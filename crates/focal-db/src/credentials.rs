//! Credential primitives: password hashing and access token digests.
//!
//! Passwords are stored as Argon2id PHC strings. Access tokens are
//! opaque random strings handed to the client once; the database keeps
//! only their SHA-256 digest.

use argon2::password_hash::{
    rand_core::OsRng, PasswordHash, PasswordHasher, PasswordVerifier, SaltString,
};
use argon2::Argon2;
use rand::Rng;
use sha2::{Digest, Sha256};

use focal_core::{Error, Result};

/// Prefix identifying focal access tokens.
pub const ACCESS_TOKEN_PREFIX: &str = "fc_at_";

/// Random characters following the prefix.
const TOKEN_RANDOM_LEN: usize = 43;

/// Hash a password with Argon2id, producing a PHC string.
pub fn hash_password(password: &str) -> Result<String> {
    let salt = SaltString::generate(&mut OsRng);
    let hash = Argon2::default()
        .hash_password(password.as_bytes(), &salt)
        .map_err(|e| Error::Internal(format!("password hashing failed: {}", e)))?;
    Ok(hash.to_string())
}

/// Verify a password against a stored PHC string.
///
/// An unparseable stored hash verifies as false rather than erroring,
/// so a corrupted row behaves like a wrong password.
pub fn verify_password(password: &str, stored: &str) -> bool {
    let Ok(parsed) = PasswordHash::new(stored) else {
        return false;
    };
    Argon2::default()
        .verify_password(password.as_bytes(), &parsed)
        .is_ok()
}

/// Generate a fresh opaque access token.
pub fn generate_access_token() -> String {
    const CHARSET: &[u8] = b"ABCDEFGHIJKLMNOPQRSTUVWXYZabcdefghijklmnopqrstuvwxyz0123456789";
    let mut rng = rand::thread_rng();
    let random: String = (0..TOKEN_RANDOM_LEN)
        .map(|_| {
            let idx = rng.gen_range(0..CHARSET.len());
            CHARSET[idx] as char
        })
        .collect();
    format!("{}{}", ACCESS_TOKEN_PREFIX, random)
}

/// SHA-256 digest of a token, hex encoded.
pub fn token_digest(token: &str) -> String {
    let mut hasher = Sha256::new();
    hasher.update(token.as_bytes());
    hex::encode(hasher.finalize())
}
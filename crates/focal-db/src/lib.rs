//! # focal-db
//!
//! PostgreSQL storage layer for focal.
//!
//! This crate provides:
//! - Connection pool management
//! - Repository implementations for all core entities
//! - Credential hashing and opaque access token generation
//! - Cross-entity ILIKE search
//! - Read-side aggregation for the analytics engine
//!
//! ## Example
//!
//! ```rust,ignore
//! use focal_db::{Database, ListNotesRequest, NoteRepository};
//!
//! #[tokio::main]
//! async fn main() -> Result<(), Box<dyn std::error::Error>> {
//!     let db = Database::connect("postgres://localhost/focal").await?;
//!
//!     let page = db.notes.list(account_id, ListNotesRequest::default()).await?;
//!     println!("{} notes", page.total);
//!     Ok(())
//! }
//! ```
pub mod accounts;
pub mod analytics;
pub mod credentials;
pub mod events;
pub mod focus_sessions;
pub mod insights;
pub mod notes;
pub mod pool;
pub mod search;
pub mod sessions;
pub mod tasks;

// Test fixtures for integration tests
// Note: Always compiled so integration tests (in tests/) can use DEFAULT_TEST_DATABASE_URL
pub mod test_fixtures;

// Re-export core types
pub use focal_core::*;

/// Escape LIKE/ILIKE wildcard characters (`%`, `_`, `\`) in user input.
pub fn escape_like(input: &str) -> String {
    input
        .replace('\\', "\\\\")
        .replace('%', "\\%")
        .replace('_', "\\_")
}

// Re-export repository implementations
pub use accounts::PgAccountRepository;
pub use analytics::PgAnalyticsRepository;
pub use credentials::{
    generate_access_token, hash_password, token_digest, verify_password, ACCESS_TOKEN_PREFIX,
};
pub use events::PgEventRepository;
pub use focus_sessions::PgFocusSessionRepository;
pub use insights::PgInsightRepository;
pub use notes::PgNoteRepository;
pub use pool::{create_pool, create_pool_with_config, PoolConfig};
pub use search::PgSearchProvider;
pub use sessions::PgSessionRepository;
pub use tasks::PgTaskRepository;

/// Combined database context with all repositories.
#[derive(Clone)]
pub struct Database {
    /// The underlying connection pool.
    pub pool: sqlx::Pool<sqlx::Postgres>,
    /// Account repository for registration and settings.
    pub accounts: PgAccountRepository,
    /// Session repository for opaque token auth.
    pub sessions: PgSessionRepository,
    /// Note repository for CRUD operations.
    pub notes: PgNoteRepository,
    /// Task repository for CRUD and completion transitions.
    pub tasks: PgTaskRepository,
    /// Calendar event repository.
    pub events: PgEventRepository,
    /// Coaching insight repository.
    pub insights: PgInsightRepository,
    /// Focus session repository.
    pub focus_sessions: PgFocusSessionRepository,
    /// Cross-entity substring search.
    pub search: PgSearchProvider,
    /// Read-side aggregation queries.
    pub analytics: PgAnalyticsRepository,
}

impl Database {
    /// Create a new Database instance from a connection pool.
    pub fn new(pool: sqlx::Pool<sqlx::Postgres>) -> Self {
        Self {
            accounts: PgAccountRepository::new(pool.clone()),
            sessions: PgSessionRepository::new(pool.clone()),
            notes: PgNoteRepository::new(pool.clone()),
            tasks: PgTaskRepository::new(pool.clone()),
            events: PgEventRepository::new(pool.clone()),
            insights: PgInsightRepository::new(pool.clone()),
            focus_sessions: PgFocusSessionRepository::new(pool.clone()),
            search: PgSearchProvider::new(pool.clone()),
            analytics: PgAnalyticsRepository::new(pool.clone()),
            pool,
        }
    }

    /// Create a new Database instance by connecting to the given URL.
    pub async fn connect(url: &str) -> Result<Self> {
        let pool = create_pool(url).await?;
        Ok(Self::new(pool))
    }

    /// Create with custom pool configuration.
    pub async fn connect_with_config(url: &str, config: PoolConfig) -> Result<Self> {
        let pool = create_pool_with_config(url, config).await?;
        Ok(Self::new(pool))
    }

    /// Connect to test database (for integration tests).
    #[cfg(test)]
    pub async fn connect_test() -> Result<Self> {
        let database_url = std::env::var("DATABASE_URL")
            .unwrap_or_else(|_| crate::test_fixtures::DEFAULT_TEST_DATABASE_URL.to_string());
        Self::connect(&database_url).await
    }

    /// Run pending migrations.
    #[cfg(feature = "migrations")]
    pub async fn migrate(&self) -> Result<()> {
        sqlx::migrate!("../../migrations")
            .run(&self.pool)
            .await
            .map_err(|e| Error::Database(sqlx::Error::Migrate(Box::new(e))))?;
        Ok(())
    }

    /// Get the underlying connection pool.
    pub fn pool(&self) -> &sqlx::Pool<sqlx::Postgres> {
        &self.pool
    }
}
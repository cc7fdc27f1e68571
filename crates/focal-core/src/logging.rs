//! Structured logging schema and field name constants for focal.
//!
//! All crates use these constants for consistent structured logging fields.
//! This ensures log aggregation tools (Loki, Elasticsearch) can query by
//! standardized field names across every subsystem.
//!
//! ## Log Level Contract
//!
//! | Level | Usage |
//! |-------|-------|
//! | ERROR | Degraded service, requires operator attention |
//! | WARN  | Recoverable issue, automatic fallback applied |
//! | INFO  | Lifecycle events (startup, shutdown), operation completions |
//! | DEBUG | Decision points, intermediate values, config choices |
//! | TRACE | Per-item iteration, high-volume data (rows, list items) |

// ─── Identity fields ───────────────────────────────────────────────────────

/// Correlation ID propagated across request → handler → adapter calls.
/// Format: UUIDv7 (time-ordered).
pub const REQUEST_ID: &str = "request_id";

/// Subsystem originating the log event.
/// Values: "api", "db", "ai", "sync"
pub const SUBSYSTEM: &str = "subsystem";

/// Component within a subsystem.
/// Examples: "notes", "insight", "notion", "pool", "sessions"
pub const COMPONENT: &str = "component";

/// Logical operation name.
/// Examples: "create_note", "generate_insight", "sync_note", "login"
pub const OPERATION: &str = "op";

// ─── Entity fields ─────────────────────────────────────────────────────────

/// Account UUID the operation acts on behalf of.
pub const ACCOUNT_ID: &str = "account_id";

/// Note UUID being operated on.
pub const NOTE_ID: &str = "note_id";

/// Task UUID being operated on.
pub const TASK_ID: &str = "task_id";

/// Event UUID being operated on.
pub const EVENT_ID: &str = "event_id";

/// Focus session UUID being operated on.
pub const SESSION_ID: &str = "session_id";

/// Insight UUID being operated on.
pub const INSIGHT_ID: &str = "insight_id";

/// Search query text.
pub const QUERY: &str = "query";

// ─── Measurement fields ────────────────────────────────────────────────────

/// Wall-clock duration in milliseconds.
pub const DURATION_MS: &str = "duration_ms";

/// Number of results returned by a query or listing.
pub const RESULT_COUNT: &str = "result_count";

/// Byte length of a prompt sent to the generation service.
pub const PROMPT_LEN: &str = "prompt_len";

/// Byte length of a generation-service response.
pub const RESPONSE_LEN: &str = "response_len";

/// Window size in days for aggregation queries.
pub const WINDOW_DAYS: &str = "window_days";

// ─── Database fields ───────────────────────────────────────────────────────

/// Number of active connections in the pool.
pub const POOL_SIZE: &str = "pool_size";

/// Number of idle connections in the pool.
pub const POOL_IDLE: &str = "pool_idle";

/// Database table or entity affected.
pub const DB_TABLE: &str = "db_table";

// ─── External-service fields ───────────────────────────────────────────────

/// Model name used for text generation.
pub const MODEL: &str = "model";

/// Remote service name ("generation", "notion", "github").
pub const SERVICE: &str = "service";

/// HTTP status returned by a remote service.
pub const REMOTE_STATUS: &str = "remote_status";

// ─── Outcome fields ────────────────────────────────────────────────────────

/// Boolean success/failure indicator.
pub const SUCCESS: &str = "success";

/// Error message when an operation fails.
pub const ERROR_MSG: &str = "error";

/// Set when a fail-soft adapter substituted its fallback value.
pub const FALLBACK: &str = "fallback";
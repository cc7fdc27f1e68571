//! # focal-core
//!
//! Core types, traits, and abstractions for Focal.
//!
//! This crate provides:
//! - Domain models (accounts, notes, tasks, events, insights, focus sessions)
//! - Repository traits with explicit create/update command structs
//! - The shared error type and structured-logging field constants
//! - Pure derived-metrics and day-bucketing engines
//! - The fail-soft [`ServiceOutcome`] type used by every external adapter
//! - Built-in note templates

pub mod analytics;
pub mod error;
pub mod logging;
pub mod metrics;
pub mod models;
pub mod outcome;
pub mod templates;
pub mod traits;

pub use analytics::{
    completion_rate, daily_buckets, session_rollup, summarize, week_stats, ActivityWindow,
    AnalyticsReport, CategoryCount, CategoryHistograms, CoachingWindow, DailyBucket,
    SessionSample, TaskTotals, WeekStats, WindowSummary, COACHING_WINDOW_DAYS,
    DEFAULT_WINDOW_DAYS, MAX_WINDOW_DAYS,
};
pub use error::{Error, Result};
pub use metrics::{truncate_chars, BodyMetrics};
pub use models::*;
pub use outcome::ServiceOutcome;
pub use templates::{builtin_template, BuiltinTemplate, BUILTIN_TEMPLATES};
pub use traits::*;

> _EXERCISE REQUIREMENTS_: Above are records; repeat only the lines starting at the line with "pub use search::PgSearchProvider;" and ending at the line with "for CRUD operations.", exactly as they appear, both included.

> _TASK RESPONSE_:
pub use search::PgSearchProvider;
pub use sessions::PgSessionRepository;
pub use tasks::PgTaskRepository;

/// Combined database context with all repositories.
#[derive(Clone)]
pub struct Database {
    /// The underlying connection pool.
    pub pool: sqlx::Pool<sqlx::Postgres>,
    /// Account repository for registration and settings.
    pub accounts: PgAccountRepository,
    /// Session repository for opaque token auth.
    pub sessions: PgSessionRepository,
    /// Note repository for CRUD operations.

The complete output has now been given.